Task goal:
Copy out each line containing "Sensor" from the entries below.
━━━ Exercise materials ━━━
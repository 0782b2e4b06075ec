//! Connection handshake.
//!
//! ```text
//! server                         client
//!   | ---- PROTOCOL_INFO -------->  |
//!   | <--- CLIENT_INFO (name) ----  |
//!   | ---- SERVER_INFO (name) --->  |
//! ```
//!
//! Every receive step is bounded by the handshake timeout and polled in short
//! slices so a concurrent stop is noticed promptly.

use std::sync::atomic::{AtomicBool, Ordering};
use std::time::{Duration, Instant};

use biowire_frame::{
    Frame, FrameAssembler, FrameConfig, KindCode, Message, ProtocolInfo, PROTOCOL_NAME,
    PROTOCOL_VERSION,
};
use biowire_transport::{Transport, TransportError};
use bytes::BytesMut;
use tracing::debug;

use crate::config::SessionConfig;
use crate::error::{Result, SessionError};

const MAX_PROTOCOL_LEN: usize = 32;
const MAX_VERSION_LEN: usize = 16;
const MAX_NAME_LEN: usize = 256;
const POLL_SLICE: Duration = Duration::from_millis(100);

/// Result of a successful handshake.
#[derive(Debug)]
pub struct Handshake {
    /// Display name announced by the peer.
    pub peer_name: String,
    /// Capabilities advertised by the server (client side only).
    pub protocol: Option<ProtocolInfo>,
    /// Bytes received after the last handshake frame.
    pub leftover: BytesMut,
}

/// Reads frames one at a time from a transport within a deadline.
pub(crate) struct FrameReceiver<'a> {
    transport: &'a dyn Transport,
    assembler: FrameAssembler,
    chunk: Vec<u8>,
    cancel: &'a AtomicBool,
}

impl<'a> FrameReceiver<'a> {
    pub(crate) fn new(
        transport: &'a dyn Transport,
        config: &SessionConfig,
        cancel: &'a AtomicBool,
    ) -> Self {
        Self {
            transport,
            assembler: FrameAssembler::with_config(config.frame.clone()),
            chunk: vec![0u8; config.receive_chunk_size.max(1)],
            cancel,
        }
    }

    /// Wait for the next frame, giving up after `timeout`.
    pub(crate) fn receive(&mut self, timeout: Duration) -> Result<Frame> {
        let deadline = Instant::now() + timeout;
        loop {
            if let Some(frame) = self.assembler.next_frame()? {
                return Ok(frame);
            }
            if self.cancel.load(Ordering::SeqCst) {
                return Err(SessionError::Stopped);
            }
            let now = Instant::now();
            if now >= deadline {
                return Err(SessionError::Timeout(timeout));
            }

            let wait = POLL_SLICE.min(deadline - now);
            match self.transport.receive(&mut self.chunk, wait) {
                Ok(0) => continue,
                Ok(n) => self.assembler.feed(&self.chunk[..n]),
                Err(TransportError::NotConnected) => {
                    return Err(SessionError::Disconnected(
                        "connection closed during handshake".to_string(),
                    ));
                }
                Err(err) => return Err(err.into()),
            }
        }
    }

    /// Wait for a frame of `expected` kind and decode it.
    pub(crate) fn expect(&mut self, expected: KindCode, timeout: Duration) -> Result<Message> {
        let frame = self.receive(timeout)?;
        if frame.kind != expected {
            return Err(SessionError::UnexpectedKind {
                expected,
                got: frame.kind,
            });
        }
        Ok(Message::decode(&frame)?)
    }

    pub(crate) fn into_leftover(self) -> BytesMut {
        self.assembler.into_remaining()
    }
}

/// Encode `message` and write it straight to the transport, bypassing the queue.
pub(crate) fn send_direct(
    transport: &dyn Transport,
    message: &Message,
    frame_config: &FrameConfig,
) -> Result<()> {
    let wire = message.encode()?.to_wire(frame_config.max_payload_size)?;
    transport.send(&wire)?;
    debug!(kind = ?message.kind(), size = wire.len(), "sent handshake frame");
    Ok(())
}

/// Server side, up to and including the client's name.
///
/// The caller answers with [`send_server_info`] once it has accepted the peer.
pub fn handshake_server(
    transport: &dyn Transport,
    config: &SessionConfig,
    cancel: &AtomicBool,
) -> Result<Handshake> {
    let info = ProtocolInfo {
        max_payload: u32::try_from(config.frame.max_payload_size).unwrap_or(u32::MAX),
        ..ProtocolInfo::default()
    };
    send_direct(transport, &Message::ProtocolInfo(info), &config.frame)?;

    let mut receiver = FrameReceiver::new(transport, config, cancel);
    let Message::ClientInfo(name) =
        receiver.expect(KindCode::ClientInfo, config.handshake_timeout)?
    else {
        return Err(SessionError::HandshakeFailed(
            "CLIENT_INFO did not decode to a client name".to_string(),
        ));
    };
    validate_name(&name)?;
    debug!(client = %name, "received client info");

    Ok(Handshake {
        peer_name: name,
        protocol: None,
        leftover: receiver.into_leftover(),
    })
}

/// Final server step: announce the local display name.
pub fn send_server_info(transport: &dyn Transport, config: &SessionConfig) -> Result<()> {
    send_direct(
        transport,
        &Message::ServerInfo(config.display_name.clone()),
        &config.frame,
    )
}

/// Client side of the handshake.
pub fn handshake_client(
    transport: &dyn Transport,
    config: &SessionConfig,
    cancel: &AtomicBool,
) -> Result<Handshake> {
    let mut receiver = FrameReceiver::new(transport, config, cancel);

    let Message::ProtocolInfo(info) =
        receiver.expect(KindCode::ProtocolInfo, config.handshake_timeout)?
    else {
        return Err(SessionError::HandshakeFailed(
            "PROTOCOL_INFO did not decode to a descriptor".to_string(),
        ));
    };
    validate_protocol(&info)?;
    debug!(protocol = %info.protocol, version = %info.version, "received protocol info");

    send_direct(
        transport,
        &Message::ClientInfo(config.display_name.clone()),
        &config.frame,
    )?;

    let Message::ServerInfo(name) =
        receiver.expect(KindCode::ServerInfo, config.handshake_timeout)?
    else {
        return Err(SessionError::HandshakeFailed(
            "SERVER_INFO did not decode to a server name".to_string(),
        ));
    };
    validate_name(&name)?;
    debug!(server = %name, "received server info");

    Ok(Handshake {
        peer_name: name,
        protocol: Some(info),
        leftover: receiver.into_leftover(),
    })
}

fn validate_protocol(info: &ProtocolInfo) -> Result<()> {
    validate_protocol_name(&info.protocol)?;
    validate_version(&info.version)?;

    if info.protocol != PROTOCOL_NAME {
        return Err(SessionError::HandshakeFailed(format!(
            "unknown protocol '{}' (expected '{}')",
            info.protocol, PROTOCOL_NAME
        )));
    }

    if !is_version_compatible(PROTOCOL_VERSION, &info.version)? {
        return Err(SessionError::HandshakeFailed(format!(
            "incompatible version '{}' (local '{}')",
            info.version, PROTOCOL_VERSION
        )));
    }
    Ok(())
}

fn validate_protocol_name(protocol: &str) -> Result<()> {
    if protocol.is_empty() || protocol.len() > MAX_PROTOCOL_LEN {
        return Err(SessionError::HandshakeFailed(format!(
            "invalid protocol name length: {}",
            protocol.len()
        )));
    }
    Ok(())
}

fn validate_version(version: &str) -> Result<()> {
    if version.is_empty() || version.len() > MAX_VERSION_LEN {
        return Err(SessionError::HandshakeFailed(format!(
            "invalid protocol version length: {}",
            version.len()
        )));
    }
    let _ = parse_version(version)?;
    Ok(())
}

fn validate_name(name: &str) -> Result<()> {
    if name.trim().is_empty() || name.len() > MAX_NAME_LEN {
        return Err(SessionError::HandshakeFailed(format!(
            "invalid display name length: {}",
            name.len()
        )));
    }
    Ok(())
}

fn is_version_compatible(client_version: &str, server_version: &str) -> Result<bool> {
    let (client_major, client_minor) = parse_version(client_version)?;
    let (server_major, server_minor) = parse_version(server_version)?;

    Ok(client_major == server_major && client_minor >= server_minor)
}

fn parse_version(version: &str) -> Result<(u16, u16)> {
    let invalid = |what: &str| {
        SessionError::HandshakeFailed(format!("invalid version '{version}': {what}"))
    };

    let mut parts = version.split('.');
    let major = parts.next().ok_or_else(|| invalid("missing major"))?;
    let minor = parts.next().ok_or_else(|| invalid("missing minor"))?;
    if parts.next().is_some() {
        return Err(invalid("expected '<major>.<minor>'"));
    }

    let major = major
        .parse::<u16>()
        .map_err(|_| invalid("non-numeric major"))?;
    let minor = minor
        .parse::<u16>()
        .map_err(|_| invalid("non-numeric minor"))?;

    Ok((major, minor))
}

#[cfg(test)]
mod tests {
    use std::sync::Arc;
    use std::thread;

    use biowire_frame::encode_frame;

    use super::*;
    use crate::testing::ScriptedTransport;

    fn quick_config(name: &str) -> SessionConfig {
        SessionConfig {
            handshake_timeout: Duration::from_millis(300),
            ..SessionConfig::named(name)
        }
    }

    fn wire(messages: &[Message]) -> Vec<u8> {
        let mut out = BytesMut::new();
        for message in messages {
            let frame = message.encode().unwrap();
            encode_frame(frame.kind, &frame.payload, &mut out).unwrap();
        }
        out.to_vec()
    }

    #[test]
    fn server_accepts_client_name() {
        let transport = ScriptedTransport::new();
        transport.inject(&wire(&[Message::ClientInfo("Test client".to_string())]));
        let cancel = AtomicBool::new(false);

        let handshake = handshake_server(&transport, &quick_config("Monitor"), &cancel).unwrap();
        assert_eq!(handshake.peer_name, "Test client");
        assert!(handshake.leftover.is_empty());

        let sent = transport.sent_messages();
        assert!(matches!(&sent[0], Message::ProtocolInfo(info) if info.protocol == "biowire"));
    }

    #[test]
    fn server_keeps_bytes_after_client_info() {
        let transport = ScriptedTransport::new();
        transport.inject(&wire(&[
            Message::ClientInfo("Test client".to_string()),
            Message::Chat("early".to_string()),
        ]));
        let cancel = AtomicBool::new(false);

        let handshake = handshake_server(&transport, &quick_config("Monitor"), &cancel).unwrap();
        let mut assembler =
            FrameAssembler::with_buffered(FrameConfig::default(), handshake.leftover);
        let frames = assembler.try_extract().unwrap();
        assert_eq!(frames.len(), 1);
        assert_eq!(frames[0].kind, KindCode::Chat);
    }

    #[test]
    fn server_times_out_without_client_info() {
        let transport = ScriptedTransport::new();
        let cancel = AtomicBool::new(false);
        let config = SessionConfig {
            handshake_timeout: Duration::from_millis(50),
            ..SessionConfig::default()
        };

        let result = handshake_server(&transport, &config, &cancel);
        assert!(matches!(result, Err(SessionError::Timeout(_))));
    }

    #[test]
    fn server_rejects_wrong_kind() {
        let transport = ScriptedTransport::new();
        transport.inject(&wire(&[Message::Chat("hello".to_string())]));
        let cancel = AtomicBool::new(false);

        let result = handshake_server(&transport, &quick_config("Monitor"), &cancel);
        assert!(matches!(
            result,
            Err(SessionError::UnexpectedKind {
                expected: KindCode::ClientInfo,
                got: KindCode::Chat
            })
        ));
    }

    #[test]
    fn server_rejects_garbage() {
        let transport = ScriptedTransport::new();
        transport.inject(&[0xEE, 0, 0, 0, 0]);
        let cancel = AtomicBool::new(false);

        let result = handshake_server(&transport, &quick_config("Monitor"), &cancel);
        assert!(matches!(result, Err(SessionError::Frame(_))));
    }

    #[test]
    fn cancel_interrupts_wait() {
        let transport = ScriptedTransport::new();
        let cancel = Arc::new(AtomicBool::new(false));
        let config = SessionConfig {
            handshake_timeout: Duration::from_secs(10),
            ..SessionConfig::default()
        };

        let canceller = {
            let cancel = Arc::clone(&cancel);
            thread::spawn(move || {
                thread::sleep(Duration::from_millis(50));
                cancel.store(true, Ordering::SeqCst);
            })
        };

        let started = Instant::now();
        let result = handshake_server(&transport, &config, &cancel);
        canceller.join().unwrap();
        assert!(matches!(result, Err(SessionError::Stopped)));
        assert!(started.elapsed() < Duration::from_secs(2));
    }

    #[test]
    fn client_completes_against_scripted_server() {
        let transport = ScriptedTransport::new();
        transport.inject(&wire(&[
            Message::ProtocolInfo(ProtocolInfo::default()),
            Message::ServerInfo("Monitor".to_string()),
        ]));
        let cancel = AtomicBool::new(false);

        let handshake = handshake_client(&transport, &quick_config("Sensor rig"), &cancel).unwrap();
        assert_eq!(handshake.peer_name, "Monitor");
        assert_eq!(handshake.protocol.unwrap().version, "1.0");
        assert_eq!(
            transport.sent_messages(),
            vec![Message::ClientInfo("Sensor rig".to_string())]
        );
    }

    #[test]
    fn client_rejects_foreign_protocol() {
        let transport = ScriptedTransport::new();
        let info = ProtocolInfo {
            protocol: "foobar".to_string(),
            ..ProtocolInfo::default()
        };
        transport.inject(&wire(&[Message::ProtocolInfo(info)]));
        let cancel = AtomicBool::new(false);

        let result = handshake_client(&transport, &quick_config("Sensor rig"), &cancel);
        assert!(matches!(result, Err(SessionError::HandshakeFailed(_))));
        assert!(transport.sent_messages().is_empty());
    }

    #[test]
    fn version_rule_requires_same_major() {
        assert!(is_version_compatible("1.0", "1.0").unwrap());
        assert!(is_version_compatible("1.2", "1.1").unwrap());
        assert!(!is_version_compatible("1.0", "1.1").unwrap());
        assert!(!is_version_compatible("1.0", "2.0").unwrap());
        assert!(parse_version("1").is_err());
        assert!(parse_version("1.x").is_err());
        assert!(parse_version("1.0.0").is_err());
    }
}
━━━
Task output:
        let handshake = handshake_client(&transport, &quick_config("Sensor rig"), &cancel).unwrap();
            vec![Message::ClientInfo("Sensor rig".to_string())]
        let result = handshake_client(&transport, &quick_config("Sensor rig"), &cancel);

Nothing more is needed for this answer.